Identifying toxic content can be a first step in addressing it
Trolls, haters and other ugly characters are sadly a reality on much of the internet. Their ugliness can taint social networks and sites like Reddit and Wikipedia.
But toxic content looks different depending on location, and identifying toxicity online is a first step in getting rid of it.
A team of researchers from the Institute for Software Research (ISR) in the School of Computer Science at Carnegie Mellon University recently collaborated with colleagues at Wesleyan University to take a first step in understanding toxicity on open source platforms like GitHub.
“You need to know what that toxicity looks like in order to design tools to manage it,” said Courtney Miller, Ph.D. student at ISR and main author of the article. “And managing that toxicity can lead to places that are healthier, more inclusive, more diverse, and just better overall.”
To better understand what toxicity looked like in the open source community, the team first gathered toxic content. They used a toxicity and politeness detector developed for another platform to scan almost 28 million posts on GitHub published between March and May 2020. The team also searched these posts for a “code of conduct” – an expression often invoked when reacting to toxic content – and looking for locked or suppressed issues, which can also be a sign of toxicity.
Through this curation process, the team developed a final dataset of 100 toxic publications.
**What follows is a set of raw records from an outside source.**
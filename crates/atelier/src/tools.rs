//! The tool registry: a fixed mapping from tool names to executors.
//!
//! The registry's one contract with the orchestration loop is
//! [`ToolRegistry::dispatch`]: it always produces a string and never fails.
//! Executors return `ToolResult<String>` internally so tests can tell
//! success from failure without parsing text; the registry collapses the
//! error arm into an `"Error: ..."` string at the boundary, which is how
//! failures reach the model as evidence it can re-plan from.

pub mod files;
pub mod runner;
pub mod store;
pub mod terminal;
pub mod web;

use serde_json::{json, Value};
use std::sync::{Arc, Mutex};
use tracing::debug;

use crate::errors::{ToolError, ToolResult};
use crate::models::tool::{Tool, ToolCall};

use files::{FileSystem, VirtualFileSystem};
use runner::{ProcessRunner, ScriptRunner};
use store::{InMemoryStore, KeyValueStore};
use web::WebExplorer;

pub const SEARCH_TOOL: &str = "googleSearch";
const SEARCH_ACK: &str = "OK, search results are available to the model.";

pub struct ToolRegistry {
    files: Arc<dyn FileSystem>,
    store: Arc<dyn KeyValueStore>,
    runner: Arc<dyn ScriptRunner>,
    web: WebExplorer,
    scratchpad: Mutex<String>,
    pending_instruction: Mutex<Option<String>>,
}

impl ToolRegistry {
    pub fn new(
        files: Arc<dyn FileSystem>,
        store: Arc<dyn KeyValueStore>,
        runner: Arc<dyn ScriptRunner>,
    ) -> anyhow::Result<Self> {
        Ok(ToolRegistry {
            files,
            store,
            runner,
            web: WebExplorer::new()?,
            scratchpad: Mutex::new(String::new()),
            pending_instruction: Mutex::new(None),
        })
    }

    /// A registry over purely in-memory collaborators plus the default
    /// interpreter, for environments without an attached workspace.
    pub fn in_memory() -> anyhow::Result<Self> {
        ToolRegistry::new(
            Arc::new(VirtualFileSystem::new()),
            Arc::new(InMemoryStore::new()),
            Arc::new(ProcessRunner::default()),
        )
    }

    /// The declarations advertised to the model.
    pub fn declarations(&self) -> Vec<Tool> {
        declarations()
    }

    /// Resolve and run one tool call. Never fails: failures come back as
    /// `"Error: ..."` strings and an unrecognized name yields a literal
    /// `"Unknown tool: ..."` result.
    pub async fn dispatch(&self, call: &ToolCall) -> String {
        let outcome = self.execute(call).await;
        match outcome {
            Ok(result) => {
                debug!(tool = %call.name, "tool call succeeded");
                result
            }
            Err(e) => {
                debug!(tool = %call.name, error = %e, "tool call failed");
                format!("Error: {}", e)
            }
        }
    }

    /// An instruction replacement requested by the agent itself via the
    /// `updateSystemInstruction` tool, if any. Taking it clears the signal.
    pub fn take_instruction_update(&self) -> Option<String> {
        self.pending_instruction.lock().unwrap().take()
    }

    async fn execute(&self, call: &ToolCall) -> ToolResult<String> {
        let args = &call.arguments;
        match call.name.as_str() {
            "listFiles" => {
                let names = self.files.list().await?;
                if names.is_empty() {
                    Ok("The workspace is empty.".to_string())
                } else {
                    Ok(format!("Files available:\n- {}", names.join("\n- ")))
                }
            }
            "readFile" => {
                let name = required_str(args, "fileName")?;
                self.files.read(name).await
            }
            "writeFile" => {
                let name = required_str(args, "fileName")?;
                let content = required_str(args, "content")?;
                self.files.write(name, content).await?;
                Ok(format!("Successfully wrote to {}.", name))
            }
            "runJavascript" => {
                let code = required_str(args, "code")?;
                self.runner.run(code).await
            }
            "readUrl" => {
                let url = required_str(args, "url")?;
                self.web.read_url(url).await
            }
            SEARCH_TOOL => Ok(SEARCH_ACK.to_string()),
            "runTerminalCommand" => {
                let command = required_str(args, "command")?;
                terminal::execute(self.files.as_ref(), command).await
            }
            "updateSystemInstruction" => {
                let instruction = required_str(args, "newInstruction")?;
                *self.pending_instruction.lock().unwrap() = Some(instruction.to_string());
                Ok("System instruction updated. It will take effect on the next turn.".to_string())
            }
            "readScratchpad" => {
                let scratchpad = self.scratchpad.lock().unwrap();
                if scratchpad.is_empty() {
                    Ok("The scratchpad is empty.".to_string())
                } else {
                    Ok(scratchpad.clone())
                }
            }
            "updateScratchpad" => {
                let content = required_str(args, "content")?;
                *self.scratchpad.lock().unwrap() = content.to_string();
                Ok("Scratchpad updated.".to_string())
            }
            "writeData" => {
                let key = required_str(args, "key")?;
                let value = args
                    .get("value")
                    .cloned()
                    .ok_or_else(|| missing_parameter("value"))?;
                self.store.put(key, value).await?;
                Ok(format!("Successfully stored data with key '{}'.", key))
            }
            "readData" => {
                let key = required_str(args, "key")?;
                match self.store.get(key).await? {
                    Some(value) => serde_json::to_string_pretty(&value)
                        .map_err(|e| ToolError::ExecutionFailed(e.to_string())),
                    None => Ok(format!("No data found for key '{}'.", key)),
                }
            }
            "deleteData" => {
                let key = required_str(args, "key")?;
                if self.store.remove(key).await? {
                    Ok(format!("Successfully deleted data with key '{}'.", key))
                } else {
                    Ok(format!("No data found for key '{}'.", key))
                }
            }
            "getAllKeys" => {
                let keys = self.store.keys().await?;
                if keys.is_empty() {
                    Ok("The data store is currently empty.".to_string())
                } else {
                    Ok(format!("Available keys: {}", keys.join(", ")))
                }
            }
            other => Ok(format!("Unknown tool: {}", other)),
        }
    }
}

fn required_str<'a>(args: &'a Value, key: &str) -> ToolResult<&'a str> {
    args.get(key)
        .and_then(|v| v.as_str())
        .ok_or_else(|| missing_parameter(key))
}

fn missing_parameter(key: &str) -> ToolError {
    ToolError::InvalidParameters(format!("missing required string parameter '{}'", key))
}

fn string_param(description: &str) -> Value {
    json!({"type": "string", "description": description})
}

fn declarations() -> Vec<Tool> {
    vec![
        Tool::new(
            "listFiles",
            "Lists all files in the workspace.",
            json!({"type": "object", "properties": {}, "required": []}),
        ),
        Tool::new(
            "readFile",
            "Reads the content of a specific file from the workspace.",
            json!({
                "type": "object",
                "properties": {"fileName": string_param("The name of the file to read.")},
                "required": ["fileName"]
            }),
        ),
        Tool::new(
            "writeFile",
            "Writes content to a file in the workspace. Creates the file if it doesn't exist, otherwise overwrites it.",
            json!({
                "type": "object",
                "properties": {
                    "fileName": string_param("The name of the file to write to."),
                    "content": string_param("The content to write to the file.")
                },
                "required": ["fileName", "content"]
            }),
        ),
        Tool::new(
            "runJavascript",
            "Executes a string of JavaScript code in a sandboxed environment and returns the output or error.",
            json!({
                "type": "object",
                "properties": {"code": string_param("The JavaScript code to execute.")},
                "required": ["code"]
            }),
        ),
        Tool::new(
            "readUrl",
            "Fetches and returns the text content of a given URL. Useful for reading articles or web pages found via web search.",
            json!({
                "type": "object",
                "properties": {"url": string_param("The URL of the page to read.")},
                "required": ["url"]
            }),
        ),
        Tool::new(
            SEARCH_TOOL,
            "Searches the web for real-time information, news, facts, or URLs.",
            json!({
                "type": "object",
                "properties": {"query": string_param("The search query.")},
                "required": ["query"]
            }),
        ),
        Tool::new(
            "runTerminalCommand",
            "Executes a shell command in a simulated terminal environment. Supports 'ls', 'cat <fileName>', 'echo <text>', and 'pwd'.",
            json!({
                "type": "object",
                "properties": {"command": string_param("The shell command to execute, e.g. 'ls' or 'cat myFile.txt'.")},
                "required": ["command"]
            }),
        ),
        Tool::new(
            "updateSystemInstruction",
            "Updates your core system instructions. Use this ONLY when the user explicitly asks you to change your behavior, logic, or personality.",
            json!({
                "type": "object",
                "properties": {"newInstruction": string_param("The new, complete system instruction string that will define your behavior going forward.")},
                "required": ["newInstruction"]
            }),
        ),
        Tool::new(
            "readScratchpad",
            "Reads the current content of your scratchpad, a scratch area for intermediate notes.",
            json!({"type": "object", "properties": {}, "required": []}),
        ),
        Tool::new(
            "updateScratchpad",
            "Replaces the content of your scratchpad.",
            json!({
                "type": "object",
                "properties": {"content": string_param("The new scratchpad content.")},
                "required": ["content"]
            }),
        ),
        Tool::new(
            "writeData",
            "Stores a value under a key in the persistent data store.",
            json!({
                "type": "object",
                "properties": {
                    "key": string_param("The key to store the value under."),
                    "value": {"description": "The value to store. May be any JSON value."}
                },
                "required": ["key", "value"]
            }),
        ),
        Tool::new(
            "readData",
            "Reads the value stored under a key in the persistent data store.",
            json!({
                "type": "object",
                "properties": {"key": string_param("The key to read.")},
                "required": ["key"]
            }),
        ),
        Tool::new(
            "deleteData",
            "Deletes the value stored under a key in the persistent data store.",
            json!({
                "type": "object",
                "properties": {"key": string_param("The key to delete.")},
                "required": ["key"]
            }),
        ),
        Tool::new(
            "getAllKeys",
            "Lists all keys currently present in the persistent data store.",
            json!({"type": "object", "properties": {}, "required": []}),
        ),
    ]
}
They then used this data to study the nature of the toxicity. Was it insulting, titled, arrogant, trolling, or unprofessional? Was it directed at the code itself, at people, or something else?
“The toxicity is different in open source communities,” Miller said. “It’s more contextual, titled, subtle and passive-aggressive.”
Only about half of the toxic messages identified by the team contained obscenities. Others came from demanding users of the software. Some have come from users who post a lot of issues on GitHub but contribute little else. Comments that started with software code became personal. None of the posts helped improve the open source software or the community.
“Worst. App. Ever. Please don’t make it the worst app. Thank you,” one user wrote in a post included in the dataset.
The team noticed a unique trend in how people reacted to toxicity on open source platforms. Often, the project developer went out of their way to accommodate the user or resolve issues raised by the toxic content. This regularly led to frustration.
“They wanted to give the benefit of the doubt and create a solution,” Miller said. “But it turned out to be rather trying.”
Reaction to the document has been strong and positive, Miller said. Open source developers and community members were thrilled that this research was taking place and that the behavior they had been dealing with for a long time was finally acknowledged.
“We’ve been hearing from developers and community members for a very long time about the unfortunate, almost ingrained toxicity of open source,” Miller said. “Open source communities are a little rough around the edges. They often have horrible diversity and retention, and it’s important that we start to address and manage the toxicity there to make it a more inclusive and better place. “
Miller hopes the research will create a foundation for more and better work in this area. His team stopped short of building a toxicity detector for the open source community, but the groundwork was laid.
“There’s so much work to do in this space,” Miller said. “I really hope people see this, develop it, and keep pushing things forward.”
Joining Miller on the job were Daniel Klug, a systems scientist in ISR; ISR professors Bogdan Vasilescu and Christian Kästner; and Sophie Cohen of Wesleyan University. The team document, “Did you miss my comment or what?” Understanding Toxicity in Open-Source Discussions,” was presented at the ACM/IEEE International Conference on Software Engineering last month in Pittsburgh, where it won a Distinguished Paper award.